University of North Carolina scholarship

The Morehead-Cain Scholarship (previously known as the Morehead Scholarship from 1951 to 2007) is a scholarship program at the University of North Carolina at Chapel Hill. It admits high school seniors and covers their expenses for four years of undergraduate education at UNC Chapel Hill, as well as their summer enrichment activities, independent research, internships, and international study.

The program was founded in 1951. It was named after John Motley Morehead III in 1951 and also after the Gordon and Mary Cain Foundation in 2007.

==History==
In 1945, John Motley Morehead III bequeathed US$130 million to the University of North Carolina at Chapel Hill to create the John Motley Morehead Foundation and the university's planetarium. The Morehead Foundation created the Morehead scholarship program in 1951. This undergraduate scholarship covers expenses for four years of study at UNC Chapel Hill. Morehead-Cain scholars can also access "a network of peers and mentors, challenging internships and summer experiences, and an opportunity to travel the world."
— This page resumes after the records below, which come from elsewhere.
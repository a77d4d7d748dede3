//! `orderdesk tool-host`: serve the shop tools over stdin/stdout.
//!
//! Spawned by the orchestrator; not meant to be run by hand. Logs go to
//! stderr.

use orderdesk_mcp::ToolServer;
use orderdesk_tools::{ShopStore, shop_registry};
use std::path::{Path, PathBuf};
use std::sync::Arc;
use tracing::info;

use super::{BoxError, load_config};

pub async fn run(config_path: Option<&Path>, db: Option<PathBuf>) -> Result<(), BoxError> {
    let db = match db {
        Some(db) => db,
        None => load_config(config_path)?.store.database,
    };

    let store = ShopStore::open_read_only(&db).await?;
    let registry = Arc::new(shop_registry(store.clone()));
    info!(db = %db.display(), tools = registry.len(), "Tool host starting");

    ToolServer::new(registry)
        .with_info("shop-server", env!("CARGO_PKG_VERSION"))
        .serve_stdio()
        .await?;

    store.close().await;
    Ok(())
}
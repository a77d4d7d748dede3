//! Subcommand implementations and the wiring they share.

pub mod ask;
pub mod seed;
pub mod serve;
pub mod status;
pub mod tool_host;
pub mod tools;

use orderdesk_agent::AgentLoop;
use orderdesk_config::AppConfig;
use orderdesk_core::event::EventBus;
use orderdesk_mcp::{HostOptions, ProcessConnector, ToolHost};
use std::path::{Path, PathBuf};
use std::sync::Arc;
use tracing::info;

pub type BoxError = Box<dyn std::error::Error + Send + Sync>;

/// Load configuration from `path`, or the default location.
pub fn load_config(path: Option<&Path>) -> Result<AppConfig, BoxError> {
    let loaded = match path {
        Some(path) => AppConfig::load_with_env(path),
        None => AppConfig::load(),
    };
    loaded.map_err(|e| format!("Failed to load config: {e}").into())
}

/// This binary, re-invoked as `tool-host`, unless configured otherwise.
fn default_host_command(config: &AppConfig) -> Result<(PathBuf, Vec<String>), BoxError> {
    let exe = std::env::current_exe()?;
    let args = vec![
        "tool-host".to_string(),
        "--db".to_string(),
        config.store.database.display().to_string(),
    ];
    Ok((exe, args))
}

/// Spawn the tool host and discover its tools.
pub async fn start_tool_host(config: &AppConfig, events: Arc<EventBus>) -> Result<Arc<ToolHost>, BoxError> {
    let connector = ProcessConnector::from_config(&config.tool_host, default_host_command(config)?);
    let host = Arc::new(
        ToolHost::new(Arc::new(connector), HostOptions::from(&config.tool_host)).with_events(events),
    );
    let tools = host.start().await?;
    info!(
        tools = %tools.iter().map(|t| t.name.as_str()).collect::<Vec<_>>().join(", "),
        "Tools loaded"
    );
    Ok(host)
}

/// Build the full orchestrator: provider, tool host, checkpoint store.
pub async fn build_agent(
    config: &AppConfig,
    events: Arc<EventBus>,
) -> Result<(Arc<AgentLoop>, Arc<ToolHost>), BoxError> {
    let provider = orderdesk_providers::build_from_config(config)?;
    let host = start_tool_host(config, Arc::clone(&events)).await?;
    host.spawn_supervisor();

    let tools = Arc::new(host.registry().await);
    let checkpoints = orderdesk_memory::build_from_config(&config.checkpoint).await?;
    info!(backend = checkpoints.name(), "Checkpoint store ready");

    let agent = AgentLoop::from_config(config, provider, tools, checkpoints, events);
    Ok((Arc::new(agent), host))
}
//! `orderdesk tools`: list what the tool host advertises.

use orderdesk_core::event::EventBus;
use std::path::Path;
use std::sync::Arc;

use super::{BoxError, load_config, start_tool_host};

pub async fn run(config_path: Option<&Path>) -> Result<(), BoxError> {
    let config = load_config(config_path)?;
    let host = start_tool_host(&config, Arc::new(EventBus::default())).await?;

    let declarations = host.declarations().await;
    println!("🔧 {} tool(s)", declarations.len());
    for tool in &declarations {
        println!();
        println!("  {}", tool.name);
        println!("    {}", tool.description);
        for param in tool.input_schema.params() {
            println!(
                "    - {} ({:?}{})",
                param.name,
                param.kind,
                if param.required { ", required" } else { "" }
            );
        }
    }

    host.shutdown().await;
    Ok(())
}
The Morehead scholarship's first director was Robert Fetzer, a former UNC Chapel Hill track coach and athletic director. In 1958, he was replaced by Roy Armstrong, former director of admissions at the university. In 1972, Mebane M. Pritchett, a Morehead alumnus, became the executive director and served until 1987. Charles E. Lovelace Jr., another Morehead alumnus, was the next president. The current president is Chris Bradford.
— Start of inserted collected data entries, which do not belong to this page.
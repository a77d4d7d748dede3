//! Domain events: decoupled observation of the agent loop.
//!
//! Events are published when something interesting happens in a turn.
//! Other components can subscribe to react without tight coupling.

use chrono::{DateTime, Utc};
use serde::{Deserialize, Serialize};
use std::sync::Arc;
use tokio::sync::broadcast;

/// All domain events in the system.
#[derive(Debug, Clone, Serialize, Deserialize)]
pub enum DomainEvent {
    /// A turn started on a thread
    TurnStarted {
        thread_id: String,
        question_preview: String,
        timestamp: DateTime<Utc>,
    },

    /// A tool call resolved (successfully or with an error result)
    ToolExecuted {
        thread_id: String,
        tool_name: String,
        call_id: String,
        is_error: bool,
        duration_ms: u64,
        timestamp: DateTime<Utc>,
    },

    /// A turn produced its final answer
    TurnCompleted {
        thread_id: String,
        iterations: u32,
        tool_calls: usize,
        timestamp: DateTime<Utc>,
    },

    /// A turn failed with a turn-fatal error
    TurnFailed {
        thread_id: String,
        error_kind: String,
        error_message: String,
        timestamp: DateTime<Utc>,
    },

    /// The tool host process was (re)started
    ToolHostRestarted {
        attempt: u32,
        reason: String,
        timestamp: DateTime<Utc>,
    },
}

/// A broadcast-based event bus for domain events.
///
/// Uses `tokio::sync::broadcast` for multi-consumer pub/sub.
pub struct EventBus {
    sender: broadcast::Sender<Arc<DomainEvent>>,
}

impl EventBus {
    /// Create a new event bus with the given capacity.
    pub fn new(capacity: usize) -> Self {
        let (sender, _) = broadcast::channel(capacity);
        Self { sender }
    }

    /// Publish an event to all subscribers.
    pub fn publish(&self, event: DomainEvent) {
        // No subscribers is fine
        let _ = self.sender.send(Arc::new(event));
    }

    /// Subscribe to receive events.
    pub fn subscribe(&self) -> broadcast::Receiver<Arc<DomainEvent>> {
        self.sender.subscribe()
    }
}

impl Default for EventBus {
    fn default() -> Self {
        Self::new(256)
    }
}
Starting in 1974, the scholarship started to provide international travel and internships opportunities through the Morehead Summer Enrichment Program. The program is now structured across four summers and fully funds activities in four areas: a three-week outdoor leadership course, research or travel across five to twelve weeks, professional experience through an internship, and working on a community's challenges for eight to ten weeks.
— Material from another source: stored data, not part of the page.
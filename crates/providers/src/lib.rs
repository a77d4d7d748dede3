//! Language model provider implementations for orderdesk.
//!
//! All providers implement the `orderdesk_core::Provider` trait.
//! [`build_from_config`] selects the backend named in configuration.

pub mod anthropic;
pub mod router;

pub use anthropic::AnthropicProvider;
pub use router::build_from_config;
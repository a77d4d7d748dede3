//! Orchestrator-side proxy for a tool that lives on the tool host.

use async_trait::async_trait;
use orderdesk_core::error::{ToolError, ToolErrorKind};
use orderdesk_core::schema::InputSchema;
use orderdesk_core::tool::{Tool, ToolDeclaration, ToolResult};
use std::sync::Arc;

use crate::host::ToolHost;

pub struct RemoteTool {
    declaration: ToolDeclaration,
    host: Arc<ToolHost>,
}

impl RemoteTool {
    pub fn new(declaration: ToolDeclaration, host: Arc<ToolHost>) -> Self {
        Self { declaration, host }
    }
}

#[async_trait]
impl Tool for RemoteTool {
    fn name(&self) -> &str {
        &self.declaration.name
    }

    fn description(&self) -> &str {
        &self.declaration.description
    }

    fn input_schema(&self) -> InputSchema {
        self.declaration.input_schema.clone()
    }

    async fn execute(&self, arguments: serde_json::Value) -> Result<ToolResult, ToolError> {
        let result = self
            .host
            .call_tool(&self.declaration.name, arguments)
            .await
            .map_err(ToolError::Transport)?;

        let text = result.joined_text();
        if result.is_error {
            Ok(ToolResult::error(ToolErrorKind::Execution, text))
        } else {
            Ok(ToolResult::success(text))
        }
    }

    fn declaration(&self) -> ToolDeclaration {
        self.declaration.clone()
    }
}
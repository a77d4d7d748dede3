//! # orderdesk core
//!
//! Domain types, traits, and error definitions for the orderdesk agent.
//! This crate has **no framework dependencies**: it defines the domain model
//! that every other crate implements against.
//!
//! ## Seams
//!
//! - [`Provider`] is the language-model capability (given history + tool
//!   declarations, returns a final answer or tool-call requests).
//! - [`Tool`] is a single executable capability; [`ToolRegistry`] is the
//!   immutable catalogue the agent loop advertises and dispatches against.
//! - [`CheckpointStore`] persists each thread's ordered message history.

pub mod checkpoint;
pub mod error;
pub mod event;
pub mod message;
pub mod provider;
pub mod schema;
pub mod tool;

// Re-export key types at crate root for ergonomics
pub use checkpoint::{Checkpoint, CheckpointStore, Committed};
pub use error::Error;
pub use event::{DomainEvent, EventBus};
pub use message::{Message, Role, ThreadId, ToolCall};
pub use provider::{Provider, ProviderRequest, ProviderResponse, Usage};
pub use schema::{InputSchema, ParamKind, ParamSpec};
pub use tool::{Tool, ToolDeclaration, ToolRegistry, ToolResult};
Originally for students from North Carolina, the program expanded to include students from across the United States in 1954. In 1968, the first Morehead scholar from the United Kingdom was selected, followed by the inclusion of women in 1974. The program now includes students from Canada and some other countries.

The foundation and scholarship were respectively renamed the Morehead-Cain foundation and scholarship in 2007, following a US$100 million donation from the Gordon and Mary Cain Foundation to expand the program. Mary Cain said that this gift was in honor of her husband Gordan, a major stockholder in Union Carbide and helped found Texas Petrochemicals. Before Mary Cain's gift, the Morehead Foundation had US$115 million.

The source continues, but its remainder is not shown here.